Among the entries below, please show each line that carries the word "reply".
Start of RECORDS FOR THE TASK
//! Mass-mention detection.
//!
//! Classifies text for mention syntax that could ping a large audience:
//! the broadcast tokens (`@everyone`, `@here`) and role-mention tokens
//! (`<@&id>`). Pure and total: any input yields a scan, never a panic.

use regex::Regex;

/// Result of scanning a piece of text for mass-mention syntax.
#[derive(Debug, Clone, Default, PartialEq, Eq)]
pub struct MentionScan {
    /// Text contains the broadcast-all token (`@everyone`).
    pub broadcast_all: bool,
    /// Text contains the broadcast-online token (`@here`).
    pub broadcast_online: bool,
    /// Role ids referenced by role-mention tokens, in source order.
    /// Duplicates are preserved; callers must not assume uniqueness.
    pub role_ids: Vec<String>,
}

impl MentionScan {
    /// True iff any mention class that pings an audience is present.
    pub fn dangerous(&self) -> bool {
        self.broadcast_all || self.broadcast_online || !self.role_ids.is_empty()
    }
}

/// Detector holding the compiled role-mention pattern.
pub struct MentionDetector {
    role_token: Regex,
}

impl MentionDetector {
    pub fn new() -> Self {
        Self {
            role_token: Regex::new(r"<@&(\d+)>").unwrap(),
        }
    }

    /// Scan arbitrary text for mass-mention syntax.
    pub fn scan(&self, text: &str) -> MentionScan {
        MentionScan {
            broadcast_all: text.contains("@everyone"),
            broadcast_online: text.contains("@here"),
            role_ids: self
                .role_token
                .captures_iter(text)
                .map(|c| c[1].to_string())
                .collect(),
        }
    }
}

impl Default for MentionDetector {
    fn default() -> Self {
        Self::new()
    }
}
End of RECORDS FOR THE TASK
Start of RECORDS FOR THE TASK
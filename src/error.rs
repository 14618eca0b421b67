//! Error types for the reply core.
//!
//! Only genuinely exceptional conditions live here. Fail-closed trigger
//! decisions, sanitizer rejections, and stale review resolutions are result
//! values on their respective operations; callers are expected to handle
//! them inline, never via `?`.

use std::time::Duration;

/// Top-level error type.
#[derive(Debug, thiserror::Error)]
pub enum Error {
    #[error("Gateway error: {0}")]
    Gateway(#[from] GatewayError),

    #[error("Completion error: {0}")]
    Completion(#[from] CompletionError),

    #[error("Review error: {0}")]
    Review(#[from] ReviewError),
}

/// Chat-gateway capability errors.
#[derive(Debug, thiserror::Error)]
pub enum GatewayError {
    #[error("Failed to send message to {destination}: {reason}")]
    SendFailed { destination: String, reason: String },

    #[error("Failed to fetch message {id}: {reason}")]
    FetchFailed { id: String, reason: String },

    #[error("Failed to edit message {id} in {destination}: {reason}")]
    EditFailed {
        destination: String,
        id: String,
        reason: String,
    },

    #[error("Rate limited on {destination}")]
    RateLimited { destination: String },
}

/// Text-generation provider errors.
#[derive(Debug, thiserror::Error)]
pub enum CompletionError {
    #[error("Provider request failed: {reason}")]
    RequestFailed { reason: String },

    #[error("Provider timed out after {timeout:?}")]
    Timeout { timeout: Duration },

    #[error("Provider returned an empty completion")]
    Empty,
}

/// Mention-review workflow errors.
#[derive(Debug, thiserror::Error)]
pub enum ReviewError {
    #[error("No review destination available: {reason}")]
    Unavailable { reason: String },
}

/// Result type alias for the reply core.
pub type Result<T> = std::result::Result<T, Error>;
End of RECORDS FOR THE TASK
SOLUTION TO THE PROBLEM ->
//! Error types for the reply core.
/// Result type alias for the reply core.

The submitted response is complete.